Dès le début du XVIIe siècle, Matteo Ricci, un missionnaire italien en Chine, rapportait avec éloge dans son journal « les progrès que les Chinois ont réalisés en littérature et en sciences, et la nature des diplômes académiques qu’ils ont l’habitude de conférer ».
Le penseur français Voltaire a fait une observation similaire au milieu du XVIIe siècle : « L’esprit humain ne peut certainement pas imaginer un meilleur gouvernement que celui-là, où tout doit être décidé par les grands tribunaux, subordonnés les uns aux autres, dont les membres ne sont reçus qu’après plusieurs examens sévères. Tout en Chine se règle par ces tribunaux ».
La tournure communiste
Même après la fin de la dynastie Qing (1644-1911), la République de Chine a continué à souligner l’importance de l’éducation. Dans ses commentaires sur la Constitution des cinq pouvoirs, le fondateur de la République, le Dr Sun Yat-sen, a noté : « Actuellement, l’examen de la fonction publique dans les nations [occidentales] est largement copié sur l’Angleterre. Mais lorsque nous remontons plus loin dans l’histoire, nous découvrons que la fonction publique anglaise a été copiée sur la Chine. Nous avons de très bonnes raisons de croire que le système d’examen chinois était le plus ancien et le plus élaboré au monde ».
Malheureusement, ce n’est plus le cas pour la Chine moderne
La République de Chine a été vaincue en Chine continentale par les rebelles communistes, qui ont fondé un État totalitaire sous Mao Zedong. Après une interruption de 10 ans, due au chaos de la Révolution culturelle, l’examen national d’entrée au collège, ou Gaokao (高考), a été relancé en 1977. Il a effectivement remplacé le système d’examen impérial d’autrefois.
Mais au lieu d’être testés, selon les normes et les valeurs culturelles traditionnelles chinoises, ceux qui se présentent au Gaokao doivent maîtriser le marxisme, le maoïsme et d’autres doctrines du Parti communiste chinois (PCC).
Aujourd’hui, chaque école ou collège en Chine est en fait dirigé par le secrétaire du Parti communiste, et non par le président spécifique.
Et malgré l’importance accordée à l’éducation par les anciens chinois, la Chine d’aujourd’hui dépense moins pour l’éducation que la plupart des pays en développement. Seuls 2,4 % du PNB chinois sont consacrés aux écoles, contre 6,7 % aux États-Unis et 7 % à Taïwan. Même l’Inde, dont le PIB représente environ un sixième de celui de la Chine, dépense davantage pour l’éducation.
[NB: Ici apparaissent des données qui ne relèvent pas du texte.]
//! Durable document storage.
//!
//! ```text
//! ┌────────────┐   save_if_dirty    ┌───────────────┐
//! │  Session   │ ─────────────────► │ DocumentStore │
//! │ (in-memory)│                    │   (RocksDB)   │
//! └─────┬──────┘                    └──────┬────────┘
//!       │ first attach                     │ column families
//!       ▼                                  ▼
//! ┌────────────┐        ┌─────────────────────────────────────┐
//! │ Document   │        │ CF "documents" — content + version   │
//! │ Engine     │        │ CF "history"   — append-only audit   │
//! └────────────┘        └─────────────────────────────────────┘
//! ```
//!
//! Sessions load on first reference, a background tick flushes dirty
//! sessions, and shutdown performs a final synchronous flush.

pub mod rocks;

pub use rocks::{DocumentStore, HistoryRecord, StoreConfig, StoreError, StoredDocument};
Selon une étude, la Chine se classe 99ème sur 130 pays pour les dépenses d’éducation par habitant. Un site web de Chine continentale admet que « le nombre total d’analphabètes en Chine atteint encore 85 millions, ce qui est presque égal à la population totale de l’Allemagne ».
De la culture à la corruption
La devise de la prestigieuse université Qinghua de Pékin se résume désormais à « autodiscipline et engagement social », mais le langage de « l’esprit indépendant et de la liberté de conscience » a été supprimé lorsque le PCC est arrivé au pouvoir.
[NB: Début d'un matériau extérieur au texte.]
//! Error types for the tabclean pipeline.
//!
//! This module defines one error enum per pipeline stage:
//!
//! - [`LoadError`] - Reading CSV or spreadsheet bytes into a table
//! - [`TableError`] - Building a table with inconsistent shape
//! - [`TransformError`] - A single transform operation that could not run
//! - [`UndefinedStatistic`] - Degenerate mean / min-max cases (logged, never raised)
//! - [`ExportError`] - Serializing a table to CSV or XLSX
//! - [`PipelineError`] - Per-file orchestration errors
//! - [`ServerError`] - HTTP API errors
//!
//! Error conversion is automatic via `From` implementations,
//! allowing `?` to work across error boundaries.

use thiserror::Error;

// =============================================================================
// Loading Errors
// =============================================================================

/// Errors while turning uploaded bytes into a [`crate::models::Table`].
#[derive(Debug, Error)]
pub enum LoadError {
    /// Extension is not one of `.csv`, `.xlsx`, `.xls`.
    #[error("Unsupported file type '{0}' (expected .csv, .xlsx or .xls)")]
    UnsupportedFormat(String),

    /// The bytes could not be parsed as a table at all.
    #[error("Malformed input: {0}")]
    MalformedInput(String),

    /// Failed to read file.
    #[error("Failed to read file: {0}")]
    Io(#[from] std::io::Error),
}

impl From<TableError> for LoadError {
    fn from(err: TableError) -> Self {
        LoadError::MalformedInput(err.to_string())
    }
}

// =============================================================================
// Table Construction Errors
// =============================================================================

/// Errors when assembling a table from columns.
#[derive(Debug, Error, PartialEq)]
pub enum TableError {
    /// Columns do not share the same row count.
    #[error("Column '{column}' has {actual} rows, expected {expected}")]
    RaggedColumn {
        column: String,
        expected: usize,
        actual: usize,
    },

    /// Two columns share a name.
    #[error("Duplicate column name: {0}")]
    DuplicateColumn(String),
}

// =============================================================================
// Transformation Errors
// =============================================================================

/// Errors raised by a transform operation. The table is left unchanged.
#[derive(Debug, Error, Clone, PartialEq)]
pub enum TransformError {
    /// Column selector references a column that does not exist.
    #[error("Column not found: {0}")]
    ColumnNotFound(String),

    /// Numeric operation requested on a text column.
    #[error("Column '{0}' is not numeric")]
    NotNumeric(String),
}

/// Degenerate statistics handled by soft fallback.
///
/// These are rendered into transform log warnings instead of being returned.
#[derive(Debug, Error, Clone, PartialEq)]
pub enum UndefinedStatistic {
    /// Numeric column without any value: mean is undefined.
    #[error("column '{0}' has no values, mean is undefined; missing cells left unchanged")]
    Mean(String),

    /// Numeric column without any value: min and max are undefined.
    #[error("column '{0}' has no values, min/max is undefined; column left unchanged")]
    EmptyRange(String),

    /// Constant column: max equals min.
    #[error("column '{0}' is constant (min == max); all values mapped to 0")]
    ZeroRange(String),
}

// =============================================================================
// Export Errors
// =============================================================================

/// Errors while serializing a table.
#[derive(Debug, Error)]
pub enum ExportError {
    /// Requested output format is neither CSV nor XLSX.
    #[error("Unsupported export format '{0}' (expected csv or xlsx)")]
    UnsupportedExportFormat(String),

    /// CSV writer error.
    #[error("CSV write error: {0}")]
    Csv(#[from] csv::Error),

    /// Spreadsheet writer error.
    #[error("Spreadsheet write error: {0}")]
    Spreadsheet(#[from] rust_xlsxwriter::XlsxError),

    /// IO error while flushing output.
    #[error("Export IO error: {0}")]
    Io(#[from] std::io::Error),
}

// =============================================================================
// Pipeline Errors (per file)
// =============================================================================

/// Per-file pipeline errors. In a batch these are reported, not propagated.
#[derive(Debug, Error)]
pub enum PipelineError {
    /// Loading failed.
    #[error("{file}: {source}")]
    Load {
        file: String,
        #[source]
        source: LoadError,
    },

    /// Export failed.
    #[error("{file}: {source}")]
    Export {
        file: String,
        #[source]
        source: ExportError,
    },
}

impl PipelineError {
    /// Name of the file the error belongs to.
    pub fn file(&self) -> &str {
        match self {
            PipelineError::Load { file, .. } | PipelineError::Export { file, .. } => file,
        }
    }
}

// =============================================================================
// Server Errors
// =============================================================================

/// HTTP server errors.
#[derive(Debug, Error)]
pub enum ServerError {
    /// Pipeline error.
    #[error("Pipeline error: {0}")]
    Pipeline(#[from] PipelineError),

    /// Invalid request.
    #[error("Invalid request: {0}")]
    BadRequest(String),

    /// Server internal error.
    #[error("Internal server error: {0}")]
    Internal(String),
}

impl From<ExportError> for ServerError {
    fn from(err: ExportError) -> Self {
        match err {
            ExportError::UnsupportedExportFormat(_) => ServerError::BadRequest(err.to_string()),
            other => ServerError::Internal(other.to_string()),
        }
    }
}

// =============================================================================
// Result Type Aliases
// =============================================================================

/// Result type for loading operations.
pub type LoadResult<T> = Result<T, LoadError>;

/// Result type for transform operations.
pub type TransformResult<T> = Result<T, TransformError>;

/// Result type for export operations.
pub type ExportResult<T> = Result<T, ExportError>;

/// Result type for pipeline operations.
pub type PipelineResult<T> = Result<T, PipelineError>;

/// Result type for server operations.
pub type ServerResult<T> = Result<T, ServerError>;

#[cfg(test)]
mod tests {
    use super::*;

    #[test]
    fn test_error_conversion_chain() {
        // TableError -> LoadError
        let table_err = TableError::DuplicateColumn("price".into());
        let load_err: LoadError = table_err.into();
        assert!(matches!(load_err, LoadError::MalformedInput(_)));
        assert!(load_err.to_string().contains("price"));

        // PipelineError -> ServerError
        let pipeline_err = PipelineError::Load {
            file: "notes.txt".into(),
            source: LoadError::UnsupportedFormat(".txt".into()),
        };
        let server_err: ServerError = pipeline_err.into();
        assert!(server_err.to_string().contains("notes.txt"));
    }

    #[test]
    fn test_pipeline_error_names_file() {
        let err = PipelineError::Load {
            file: "broken.xlsx".into(),
            source: LoadError::MalformedInput("not a zip archive".into()),
        };
        assert_eq!(err.file(), "broken.xlsx");
        let msg = err.to_string();
        assert!(msg.contains("broken.xlsx"));
        assert!(msg.contains("not a zip archive"));
    }

    #[test]
    fn test_unsupported_export_is_bad_request() {
        let err: ServerError = ExportError::UnsupportedExportFormat("pdf".into()).into();
        assert!(matches!(err, ServerError::BadRequest(_)));
    }

    #[test]
    fn test_undefined_statistic_format() {
        let msg = UndefinedStatistic::Mean("score".into()).to_string();
        assert!(msg.contains("score"));
        assert!(msg.contains("mean"));
    }
}
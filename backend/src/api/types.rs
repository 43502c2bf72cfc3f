//! REST API types for frontend integration.
//!
//! Tables are sent as a column list plus row arrays of JSON values, with
//! `null` for missing cells.

use chrono::{SecondsFormat, Utc};
use serde::Serialize;
use serde_json::{json, Value};
use uuid::Uuid;

use crate::models::{ColumnType, Table};
use crate::transform::{BatchReport, ChartData, FileOutcome, OperationFailure, TransformLog};

/// Response sent after `POST /api/process`.
#[derive(Debug, Clone, Serialize)]
#[serde(rename_all = "camelCase")]
pub struct ProcessResponse {
    /// Unique job identifier
    pub job_id: String,
    pub processed_at: String,
    /// One entry per uploaded file, in upload order
    pub files: Vec<FileReport>,
}

/// Result for one uploaded file.
#[derive(Debug, Clone, Serialize)]
#[serde(rename_all = "camelCase")]
pub struct FileReport {
    pub file_name: String,

    /// Status: "ready", "warning", "error"
    pub status: String,

    #[serde(skip_serializing_if = "Option::is_none")]
    pub error: Option<String>,

    #[serde(skip_serializing_if = "Option::is_none")]
    pub summary: Option<TableSummary>,
}

/// Everything the UI needs to show for a processed table.
#[derive(Debug, Clone, Serialize)]
#[serde(rename_all = "camelCase")]
pub struct TableSummary {
    pub loaded_rows: usize,
    pub row_count: usize,
    pub columns: Vec<ColumnInfo>,
    pub preview: Vec<Vec<Value>>,
    pub log: TransformLog,
    pub failures: Vec<OperationFailure>,
    pub chart: ChartData,
}

/// Column metadata
#[derive(Debug, Clone, Serialize)]
#[serde(rename_all = "camelCase")]
pub struct ColumnInfo {
    pub name: String,
    pub kind: ColumnType,
    pub missing: usize,
}

/// Column descriptions for a table.
pub fn column_infos(table: &Table) -> Vec<ColumnInfo> {
    table
        .columns()
        .iter()
        .map(|c| ColumnInfo {
            name: c.name().to_string(),
            kind: c.kind(),
            missing: c.missing_count(),
        })
        .collect()
}

/// Rows as JSON arrays, in column order.
pub fn rows_json(table: &Table) -> Vec<Vec<Value>> {
    table
        .rows()
        .map(|row| row.iter().map(|c| c.to_json()).collect())
        .collect()
}

impl From<&FileOutcome> for FileReport {
    fn from(outcome: &FileOutcome) -> Self {
        let table = &outcome.run.table;
        let has_warnings = outcome.run.log.warnings().next().is_some();
        let status = if !outcome.run.failures.is_empty() || has_warnings {
            "warning"
        } else {
            "ready"
        };

        FileReport {
            file_name: outcome.file_name.clone(),
            status: status.to_string(),
            error: None,
            summary: Some(TableSummary {
                loaded_rows: outcome.loaded_rows,
                row_count: table.row_count(),
                columns: column_infos(table),
                preview: rows_json(&outcome.preview),
                log: outcome.run.log.clone(),
                failures: outcome.run.failures.clone(),
                chart: outcome.chart.clone(),
            }),
        }
    }
}

impl FileReport {
    /// Report for a file that could not be processed.
    pub fn failed(file_name: impl Into<String>, error: impl Into<String>) -> Self {
        FileReport {
            file_name: file_name.into(),
            status: "error".to_string(),
            error: Some(error.into()),
            summary: None,
        }
    }
}

impl From<&BatchReport> for ProcessResponse {
    fn from(report: &BatchReport) -> Self {
        let files = report
            .files
            .iter()
            .map(|result| match result {
                Ok(outcome) => FileReport::from(outcome),
                Err(e) => FileReport::failed(e.file(), e.to_string()),
            })
            .collect();

        ProcessResponse {
            job_id: Uuid::new_v4().to_string(),
            processed_at: Utc::now().to_rfc3339_opts(SecondsFormat::Secs, true),
            files,
        }
    }
}

/// Create an error response
pub fn error_response(error: &str) -> Value {
    json!({
        "jobId": Uuid::new_v4().to_string(),
        "status": "error",
        "error": error,
        "files": [],
    })
}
Beaucoup ont fait valoir que la Chine communiste pourrait mieux servir son peuple si elle dépensait plus d’argent dans les vraies disciplines universitaires, au lieu d’avoir des centaines d’écoles du Parti communiste à tous les niveaux du gouvernement. Statistiquement parlant, plus de diplômés de ces établissements ont ensuite été poursuivis pour divers délits que n’importe quel autre établissement universitaire en Chine.
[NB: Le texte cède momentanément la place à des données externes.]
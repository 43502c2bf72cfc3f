//! HTTP Server for the tabclean API.
//!
//! Provides REST endpoints for uploading tables, running the transform
//! pipeline and downloading exports.
//!
//! # API Endpoints
//!
//! | Method | Path            | Description                                 |
//! |--------|-----------------|---------------------------------------------|
//! | GET    | `/health`       | Health check                                |
//! | POST   | `/api/process`  | Upload files, run operations, get reports   |
//! | POST   | `/api/export`   | Upload one file, run operations, download   |
//! | GET    | `/api/logs`     | SSE stream for real-time logs               |
//!
//! Both POST endpoints take `multipart/form-data` with one or more `file`
//! fields, an optional `operations` field (JSON array, see
//! [`crate::transform::operations_description`]), an optional `previewRows`
//! and, for export, a `format` of `csv` or `xlsx`.

use axum::{
    extract::{DefaultBodyLimit, Multipart, State},
    http::{header, Method, StatusCode},
    response::{sse::Event, IntoResponse, Json, Response, Sse},
    routing::{get, post},
    Router,
};
use futures::stream::Stream;
use serde_json::{json, Value};
use std::{convert::Infallible, net::SocketAddr, time::Duration};
use tokio_stream::wrappers::BroadcastStream;
use tokio_stream::StreamExt as _;
use tower_http::cors::CorsLayer;

use super::logs::{log_info, LOG_BROADCASTER};
use super::types::{error_response, ProcessResponse};
use crate::config::AppConfig;
use crate::error::{ServerError, ServerResult};
use crate::export::ExportFormat;
use crate::transform::{process_batch, process_file, InputFile, Operation, PipelineOptions};

/// Build the router. Split from [`start_server`] so it can be mounted elsewhere.
pub fn router(config: AppConfig) -> Router {
    let cors = CorsLayer::new()
        .allow_origin(tower_http::cors::Any)
        .allow_methods([Method::GET, Method::POST, Method::OPTIONS])
        .allow_headers([header::CONTENT_TYPE, header::ACCEPT])
        .expose_headers([header::CONTENT_TYPE, header::CONTENT_DISPOSITION]);

    let body_limit = config.max_upload_bytes;

    Router::new()
        .route("/", get(health))
        .route("/health", get(health))
        .route("/api/process", post(process_upload))
        .route("/api/export", post(export_upload))
        .route("/api/logs", get(sse_logs))
        .layer(DefaultBodyLimit::max(body_limit))
        .layer(cors)
        .with_state(config)
}

/// Start the HTTP server
pub async fn start_server(config: AppConfig) -> Result<(), Box<dyn std::error::Error>> {
    let addr = SocketAddr::from(([0, 0, 0, 0], config.port));
    println!("🚀 tabclean server running on http://localhost:{}", config.port);
    println!("   POST /api/process - Upload and process files");
    println!("   POST /api/export  - Upload, process and download");
    println!("   GET  /api/logs    - SSE log stream");
    println!("   GET  /health      - Health check");
    println!();

    let listener = tokio::net::TcpListener::bind(addr).await?;
    axum::serve(listener, router(config)).await?;

    Ok(())
}

impl IntoResponse for ServerError {
    fn into_response(self) -> Response {
        let status = match &self {
            ServerError::BadRequest(_) => StatusCode::BAD_REQUEST,
            ServerError::Pipeline(_) => StatusCode::UNPROCESSABLE_ENTITY,
            ServerError::Internal(_) => StatusCode::INTERNAL_SERVER_ERROR,
        };
        eprintln!("❌ {}", self);
        (status, Json(error_response(&self.to_string()))).into_response()
    }
}

/// Health check endpoint
async fn health() -> Json<Value> {
    Json(json!({
        "status": "ok",
        "service": "tabclean",
        "version": env!("CARGO_PKG_VERSION"),
        "endpoints": {
            "process": "POST /api/process",
            "export": "POST /api/export",
            "logs": "GET /api/logs (SSE)"
        }
    }))
}

/// SSE endpoint for real-time log streaming
async fn sse_logs() -> Sse<impl Stream<Item = Result<Event, Infallible>>> {
    let rx = LOG_BROADCASTER.subscribe();

    let stream = BroadcastStream::new(rx).filter_map(|result| {
        let entry = result.ok()?;
        let json = serde_json::to_string(&entry).ok()?;
        Some(Ok(Event::default().data(json)))
    });

    Sse::new(stream).keep_alive(
        axum::response::sse::KeepAlive::new()
            .interval(Duration::from_secs(15))
            .text("keep-alive"),
    )
}

/// Fields collected from a multipart upload.
#[derive(Debug, Default)]
struct UploadForm {
    files: Vec<InputFile>,
    operations: Vec<Operation>,
    preview_rows: Option<usize>,
    format: Option<String>,
}

async fn read_form(mut multipart: Multipart) -> ServerResult<UploadForm> {
    let mut form = UploadForm::default();

    while let Some(field) = multipart
        .next_field()
        .await
        .map_err(|e| ServerError::BadRequest(format!("Multipart error: {}", e)))?
    {
        let name = field.name().unwrap_or("").to_string();
        match name.as_str() {
            "file" | "files" => {
                let file_name = field.file_name().unwrap_or("upload").to_string();
                let bytes = field
                    .bytes()
                    .await
                    .map_err(|e| ServerError::BadRequest(format!("Read error: {}", e)))?;
                form.files.push(InputFile::new(file_name, bytes.to_vec()));
            }
            "operations" => {
                let text = field_text(field).await?;
                if !text.trim().is_empty() {
                    form.operations = serde_json::from_str(&text).map_err(|e| {
                        ServerError::BadRequest(format!("Invalid operations: {}", e))
                    })?;
                }
            }
            "previewRows" => {
                let text = field_text(field).await?;
                let rows = text.trim().parse().map_err(|_| {
                    ServerError::BadRequest(format!("Invalid previewRows: {}", text))
                })?;
                form.preview_rows = Some(rows);
            }
            "format" => form.format = Some(field_text(field).await?),
            _ => {}
        }
    }

    if form.files.is_empty() {
        return Err(ServerError::BadRequest("No file provided".into()));
    }
    Ok(form)
}

async fn field_text(field: axum::extract::multipart::Field<'_>) -> ServerResult<String> {
    field
        .text()
        .await
        .map_err(|e| ServerError::BadRequest(format!("Read error: {}", e)))
}

/// Upload one or more files and get a report per file.
async fn process_upload(
    State(config): State<AppConfig>,
    multipart: Multipart,
) -> ServerResult<Json<ProcessResponse>> {
    let form = read_form(multipart).await?;
    log_info(format!("📄 NEW UPLOAD: {} file(s)", form.files.len()));

    let options = PipelineOptions {
        operations: form.operations,
        preview_rows: form.preview_rows.unwrap_or(config.preview_rows),
        export: None,
    };
    let files = form.files;

    let report = tokio::task::spawn_blocking(move || process_batch(&files, &options))
        .await
        .map_err(|e| ServerError::Internal(e.to_string()))?;

    Ok(Json(ProcessResponse::from(&report)))
}

/// Upload one file, run operations, and download the export.
async fn export_upload(
    State(config): State<AppConfig>,
    multipart: Multipart,
) -> ServerResult<Response> {
    let form = read_form(multipart).await?;
    let format: ExportFormat = form.format.as_deref().unwrap_or("csv").parse()?;
    let file = form
        .files
        .into_iter()
        .next()
        .ok_or_else(|| ServerError::BadRequest("No file provided".into()))?;

    let options = PipelineOptions {
        operations: form.operations,
        preview_rows: config.preview_rows,
        export: Some(format),
    };

    let outcome = tokio::task::spawn_blocking(move || process_file(&file.name, &file.bytes, &options))
        .await
        .map_err(|e| ServerError::Internal(e.to_string()))??;

    let artifact = outcome
        .export
        .ok_or_else(|| ServerError::Internal("export was not produced".into()))?;
    let disposition = format!(
        "attachment; filename=\"{}\"",
        sanitize_file_name(&artifact.file_name)
    );

    Ok((
        StatusCode::OK,
        [
            (header::CONTENT_TYPE, artifact.mime_type.to_string()),
            (header::CONTENT_DISPOSITION, disposition),
        ],
        artifact.bytes,
    )
        .into_response())
}

/// Keep a file name safe inside a quoted header parameter.
fn sanitize_file_name(name: &str) -> String {
    name.chars()
        .map(|c| if c == '"' || c == '\\' || c.is_control() { '_' } else { c })
        .collect()
}

#[cfg(test)]
mod tests {
    use super::*;

    #[test]
    fn test_sanitize_file_name() {
        assert_eq!(sanitize_file_name("my \"data\".csv"), "my _data_.csv");
        assert_eq!(sanitize_file_name("ok.xlsx"), "ok.xlsx");
    }

    #[test]
    fn test_error_status_codes() {
        let resp = ServerError::BadRequest("x".into()).into_response();
        assert_eq!(resp.status(), StatusCode::BAD_REQUEST);
        let resp = ServerError::Internal("x".into()).into_response();
        assert_eq!(resp.status(), StatusCode::INTERNAL_SERVER_ERROR);
    }
}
Comme le dit une plaisanterie populaire chinoise sur ces écoles du Parti communiste : « la moitié des étudiants arrêteront l’autre moitié dans le futur ».
La doctrine marxiste-léniniste du PCC est officiellement athée et rejette les anciennes croyances chinoises en matière de rétribution et de justice divines. Dès leur plus jeune âge, les étudiants sont inculqués de la doctrine de la lutte des classes du Parti, focalisant leur esprit sur le pouvoir et le profit, les exigences traditionnelles de culture spirituelle et d’excellence culturelle ont été oubliées.